"I don’t think it will cease to exist,” said Robert Perri, chief financial officer of Greek shipowner TMS Cardiff Gas. “But I do think it’s cyclical, and the last couple of years of aggressive financing are not what we will see going forward.”
Did somebody say “cease to exist”?
Perri was talking about the most powerful force in ship finance, Chinese lease financing, which goes up and up and up and never goes down.
Last year, shipowners drew down a record $12.6bn from the top 10 Chinese leasing companies, according to Shanghai-based Smarine Advisors. Chinese lessors hold $51bn in shipping assets — perhaps a 30% global market share.
But some observers say the swollen numbers include drawdown on already done deals, and that the lessors may not be as eager for new business as before.
Principals and executives of major Greek shipowners at this week’s Marine Money conference in Shanghai all have warm feelings towards Chinese lease financing and would hate to see it go.

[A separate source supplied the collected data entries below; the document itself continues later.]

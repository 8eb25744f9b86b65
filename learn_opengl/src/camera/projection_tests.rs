use glam::{Vec3, Vec4};
use super::*;

const EPSILON: f32 = 1e-5;

fn square(mode: ProjectionMode) -> Projection {
    Projection::new(mode, 45.0, 45.0, 800, 800, 0.1, 100.0)
}

#[test]
fn test_mode_toggles() {
    assert_eq!(ProjectionMode::Perspective.toggled(), ProjectionMode::Orthographic);
    assert_eq!(ProjectionMode::Orthographic.toggled(), ProjectionMode::Perspective);
    assert!(ProjectionMode::default().is_perspective());
}

#[test]
fn test_new_clamps_fov() {
    let projection = Projection::new(ProjectionMode::Perspective, 500.0, 45.0, 800, 600, 0.1, 100.0);
    assert_eq!(projection.fov(), MAX_FOV);
    let projection = Projection::new(ProjectionMode::Perspective, -3.0, 45.0, 800, 600, 0.1, 100.0);
    assert_eq!(projection.fov(), MIN_FOV);
}

#[test]
fn test_zero_size_falls_back_to_square_aspect() {
    let projection = Projection::new(ProjectionMode::Perspective, 45.0, 45.0, 0, 600, 0.1, 100.0);
    assert_eq!(projection.aspect(), 1.0);
}

#[test]
fn test_zoom_stays_within_bounds() {
    let mut projection = square(ProjectionMode::Perspective);
    let deltas = [3.0, 50.0, -200.0, 7.5, 400.0, -0.25, -99.0, 12.0];
    for delta in deltas {
        let fov = projection.zoom(delta);
        assert!((MIN_FOV..=MAX_FOV).contains(&fov), "fov {} out of range", fov);
    }
    assert_eq!(square(ProjectionMode::Perspective).zoom(1000.0), MIN_FOV);
    assert_eq!(square(ProjectionMode::Perspective).zoom(-1000.0), MAX_FOV);
}

#[test]
fn test_set_aspect_ignores_zero_sizes() {
    let mut projection = square(ProjectionMode::Perspective);
    assert!(!projection.set_aspect(0, 0));
    assert!(!projection.set_aspect(1024, 0));
    assert_eq!(projection.aspect(), 1.0);

    assert!(projection.set_aspect(1600, 800));
    assert_eq!(projection.aspect(), 2.0);
}

#[test]
fn test_ortho_half_extents_at_reference_fov() {
    let projection = square(ProjectionMode::Orthographic);
    let (half_width, half_height) = projection.ortho_half_extents();
    assert!((half_width - 0.5).abs() < EPSILON);
    assert!((half_height - 0.5).abs() < EPSILON);
}

#[test]
fn test_ortho_half_extents_scale_with_fov_and_aspect() {
    let mut projection = Projection::new(ProjectionMode::Orthographic, 90.0, 45.0, 1600, 800, 0.1, 100.0);
    let (half_width, half_height) = projection.ortho_half_extents();
    assert!((half_height - 1.0).abs() < EPSILON);
    assert!((half_width - 2.0).abs() < EPSILON);

    projection.zoom(67.5);
    let (_, half_height) = projection.ortho_half_extents();
    assert!((half_height - 0.25).abs() < EPSILON);
}

#[test]
fn test_ortho_matrix_maps_volume_edges_to_clip_edges() {
    let projection = square(ProjectionMode::Orthographic);
    let clip = projection.matrix() * Vec4::new(0.5, -0.5, -0.1, 1.0);
    assert!((clip.x - 1.0).abs() < EPSILON);
    assert!((clip.y - -1.0).abs() < EPSILON);
    assert!((clip.z - -1.0).abs() < EPSILON);
}

#[test]
fn test_perspective_matrix_matches_glam() {
    let projection = square(ProjectionMode::Perspective);
    let expected = glam::Mat4::perspective_rh_gl(45f32.to_radians(), 1.0, 0.1, 100.0);
    assert_eq!(projection.matrix(), expected);
}

#[test]
fn test_perspective_far_plane_maps_to_one() {
    let projection = square(ProjectionMode::Perspective);
    let clip = projection.matrix() * Vec3::new(0.0, 0.0, -100.0).extend(1.0);
    assert!((clip.z / clip.w - 1.0).abs() < 1e-4);
}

But several are grieving — hypothetically — over losing access to a form of funding of which they have grown fond. And even some of the lessors say their rocketing growth trajectory may be flattening out.
Since 2007, when the authorities in Beijing gave the go-ahead, ICBC Leasing, Bank of Communications Financial Leasing (Bocomm Leasing), CMB Financial Leasing, Minsheng Financial Leasing and others have built up a collective portfolio of thousands of internationally trading vessels. The shipping portfolio of ICBC Leasing, which has about 280 vessels, broke the $10bn mark in 2017, followed by Bocomm Leasing in 2018, and some of the smaller players are still in a growth phase.
For many global shipowners, the leasing houses became an indispensable ingredient of the business because they entered the market just ahead of a retreat by traditional European banks.
The Greeks want to have their cake and eat it — to enjoy the flexibility of lease financing but with call options that allow them to do asset play with other people’s assets
But traditional lenders are showing signs of emerging from an extended hibernation and the Chinese leasing behemoth may face credible competition again, never mind the deep pockets and seemingly inexhaustible appetite.
Last year, the gushing current of announcements of new Chinese lessors in shipping slowed to a trickle. The volume of new business the leasing houses are writing has come off its peak, and one of the biggest players tells TradeWinds that although his company expects to do new transactions, drawdowns on already announced deals will be enough to meet its shipping investment targets for 2019.
Perri would hate to see them go, not least for their superpower of being able to swallow the ocean in a single gulp. “A four-ship, $640m LNG carrier deal done by a single bank? European banks today could never do that without syndication,” he said.
Jerry Kalogiratos, chief executive of Capital Product Partners, agrees. “The Chinese leasing houses can do big tickets in a single transaction that would previously have had to be a big syndicate deal with several lenders,” he said.
The Greeks came bearing suggestions for improvement this week. Simpler terms and conditions would help fend off the competition. More opportunities for medium-sized owners that European banks are increasingly courting would be good, too.
And they warn against throwing cash at projects.
“If they continue to give 80% leverage in a good market, they will regret it,” said John Fostiropoulos, a co-principal of Almi Tankers.
But what the Greeks want more than anything else is to have their cake and eat it — to enjoy the flexibility of lease financing but with call options that allow them to do asset play with other people’s assets.
“If anything is in the DNA of Greek shipping, it is asset play,” Kalogiratos said.
“To have the flexibility to sell the ship is essential to shipping,” pleaded Alexandros Tsirikos, chief financial officer of Top Ships.
Like the others, Tsirikos believes the Chinese houses will meet any challenges, not least because of the depth and professionalism of the shipping teams they have built so rapidly.
“These are big players, and they’re here to stay,” he said. “But I agree that [Chinese financial leasing] will transform. We will see some improvement.”
“I hope they are here to stay,” Fostiropoulos added. “But they will have to be cautious.”
The Greeks are surely right. There’s no reason to fear that Beijing will turn off the ship finance taps any time soon, but the question is how they will continue their rapid evolution in a more competitive, less shell-shocked market. Their rivals and their customers are going to be watching closely.